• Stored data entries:
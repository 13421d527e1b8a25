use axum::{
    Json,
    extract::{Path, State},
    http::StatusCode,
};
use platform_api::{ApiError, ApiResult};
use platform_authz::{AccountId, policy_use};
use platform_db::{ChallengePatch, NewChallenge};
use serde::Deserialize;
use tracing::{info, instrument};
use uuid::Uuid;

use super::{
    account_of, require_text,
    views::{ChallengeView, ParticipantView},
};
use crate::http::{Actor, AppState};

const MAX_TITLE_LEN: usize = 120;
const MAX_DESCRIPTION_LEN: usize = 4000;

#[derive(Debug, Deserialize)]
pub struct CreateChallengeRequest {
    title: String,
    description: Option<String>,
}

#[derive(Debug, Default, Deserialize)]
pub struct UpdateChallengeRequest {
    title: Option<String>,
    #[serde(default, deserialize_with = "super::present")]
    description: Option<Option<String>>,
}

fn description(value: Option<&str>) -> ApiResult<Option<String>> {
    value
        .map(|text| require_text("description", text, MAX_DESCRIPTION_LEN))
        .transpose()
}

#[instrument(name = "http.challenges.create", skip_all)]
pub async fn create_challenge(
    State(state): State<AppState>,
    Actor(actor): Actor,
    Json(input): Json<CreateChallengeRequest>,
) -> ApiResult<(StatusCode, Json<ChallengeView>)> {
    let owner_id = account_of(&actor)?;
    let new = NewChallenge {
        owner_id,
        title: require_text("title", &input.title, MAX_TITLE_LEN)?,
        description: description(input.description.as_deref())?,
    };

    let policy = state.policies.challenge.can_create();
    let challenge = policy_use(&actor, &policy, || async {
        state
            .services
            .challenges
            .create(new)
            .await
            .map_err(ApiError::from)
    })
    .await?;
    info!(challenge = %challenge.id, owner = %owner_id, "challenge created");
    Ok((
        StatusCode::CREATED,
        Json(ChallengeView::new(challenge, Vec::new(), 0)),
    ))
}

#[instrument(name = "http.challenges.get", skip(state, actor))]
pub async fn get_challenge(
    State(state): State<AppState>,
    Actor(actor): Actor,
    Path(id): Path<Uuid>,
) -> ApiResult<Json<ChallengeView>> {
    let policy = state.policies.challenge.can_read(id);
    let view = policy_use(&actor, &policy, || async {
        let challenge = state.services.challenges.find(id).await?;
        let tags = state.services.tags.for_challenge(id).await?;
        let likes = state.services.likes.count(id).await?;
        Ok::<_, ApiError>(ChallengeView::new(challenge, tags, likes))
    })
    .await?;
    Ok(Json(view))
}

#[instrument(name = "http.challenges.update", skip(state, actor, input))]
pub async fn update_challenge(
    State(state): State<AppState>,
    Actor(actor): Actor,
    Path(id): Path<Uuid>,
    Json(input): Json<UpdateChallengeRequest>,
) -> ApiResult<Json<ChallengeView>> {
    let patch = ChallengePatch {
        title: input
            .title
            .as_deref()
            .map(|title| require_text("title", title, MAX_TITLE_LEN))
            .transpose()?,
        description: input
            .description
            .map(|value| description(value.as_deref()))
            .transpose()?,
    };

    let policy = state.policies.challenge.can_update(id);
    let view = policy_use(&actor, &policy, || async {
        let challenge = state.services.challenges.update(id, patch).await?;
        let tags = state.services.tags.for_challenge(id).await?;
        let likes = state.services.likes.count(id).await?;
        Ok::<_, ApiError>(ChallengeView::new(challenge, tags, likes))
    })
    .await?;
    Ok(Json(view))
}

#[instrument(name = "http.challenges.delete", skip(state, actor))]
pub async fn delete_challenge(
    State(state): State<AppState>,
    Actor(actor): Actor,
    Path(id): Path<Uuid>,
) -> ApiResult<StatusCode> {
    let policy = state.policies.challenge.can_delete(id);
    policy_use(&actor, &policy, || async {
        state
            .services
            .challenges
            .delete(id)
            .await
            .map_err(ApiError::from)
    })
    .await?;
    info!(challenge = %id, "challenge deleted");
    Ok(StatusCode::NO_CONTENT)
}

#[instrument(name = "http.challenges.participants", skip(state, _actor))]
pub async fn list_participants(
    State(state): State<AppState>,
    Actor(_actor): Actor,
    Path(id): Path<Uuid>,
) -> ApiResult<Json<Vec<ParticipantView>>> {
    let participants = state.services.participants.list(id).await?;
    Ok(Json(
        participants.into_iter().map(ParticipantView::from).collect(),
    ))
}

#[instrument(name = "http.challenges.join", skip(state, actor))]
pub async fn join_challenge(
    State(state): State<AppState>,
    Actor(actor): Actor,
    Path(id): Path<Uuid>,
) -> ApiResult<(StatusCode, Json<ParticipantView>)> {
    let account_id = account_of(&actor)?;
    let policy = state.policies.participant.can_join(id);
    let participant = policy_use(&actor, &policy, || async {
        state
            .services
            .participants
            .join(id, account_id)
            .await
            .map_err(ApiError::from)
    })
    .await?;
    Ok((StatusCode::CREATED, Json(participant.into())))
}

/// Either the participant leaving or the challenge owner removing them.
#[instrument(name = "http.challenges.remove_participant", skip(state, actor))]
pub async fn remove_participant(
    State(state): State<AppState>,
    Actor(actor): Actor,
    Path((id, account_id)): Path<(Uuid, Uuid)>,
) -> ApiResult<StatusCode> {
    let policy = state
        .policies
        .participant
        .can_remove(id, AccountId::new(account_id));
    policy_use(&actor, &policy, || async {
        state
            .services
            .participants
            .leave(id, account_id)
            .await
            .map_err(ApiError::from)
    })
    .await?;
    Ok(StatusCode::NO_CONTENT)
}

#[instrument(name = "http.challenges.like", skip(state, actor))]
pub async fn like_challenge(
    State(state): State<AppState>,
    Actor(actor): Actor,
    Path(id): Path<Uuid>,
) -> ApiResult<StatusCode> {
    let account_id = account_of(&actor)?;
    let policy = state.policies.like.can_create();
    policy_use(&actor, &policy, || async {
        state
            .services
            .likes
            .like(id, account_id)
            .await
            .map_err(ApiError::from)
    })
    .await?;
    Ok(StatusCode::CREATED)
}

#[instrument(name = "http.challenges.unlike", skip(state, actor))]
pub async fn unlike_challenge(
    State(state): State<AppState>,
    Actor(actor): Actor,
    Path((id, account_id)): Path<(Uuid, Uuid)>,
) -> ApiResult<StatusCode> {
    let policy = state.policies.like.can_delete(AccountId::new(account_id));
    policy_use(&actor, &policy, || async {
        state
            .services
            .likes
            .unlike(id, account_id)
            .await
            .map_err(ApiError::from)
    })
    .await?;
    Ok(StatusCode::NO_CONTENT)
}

==

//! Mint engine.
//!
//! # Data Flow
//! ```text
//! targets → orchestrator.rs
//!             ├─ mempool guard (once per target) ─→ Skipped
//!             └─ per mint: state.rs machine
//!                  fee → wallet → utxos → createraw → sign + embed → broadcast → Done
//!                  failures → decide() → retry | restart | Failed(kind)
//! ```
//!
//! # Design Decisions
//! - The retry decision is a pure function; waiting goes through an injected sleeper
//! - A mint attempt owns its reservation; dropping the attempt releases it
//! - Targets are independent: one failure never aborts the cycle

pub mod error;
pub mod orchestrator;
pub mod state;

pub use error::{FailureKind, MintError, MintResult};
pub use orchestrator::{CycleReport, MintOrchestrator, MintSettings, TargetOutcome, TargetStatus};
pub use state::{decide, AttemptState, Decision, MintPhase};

• PROBLEM DESCRIPTION:
Your answer should be one number: how many lines in the records above include "Debug".

• EXERCISE OUTPUT:
2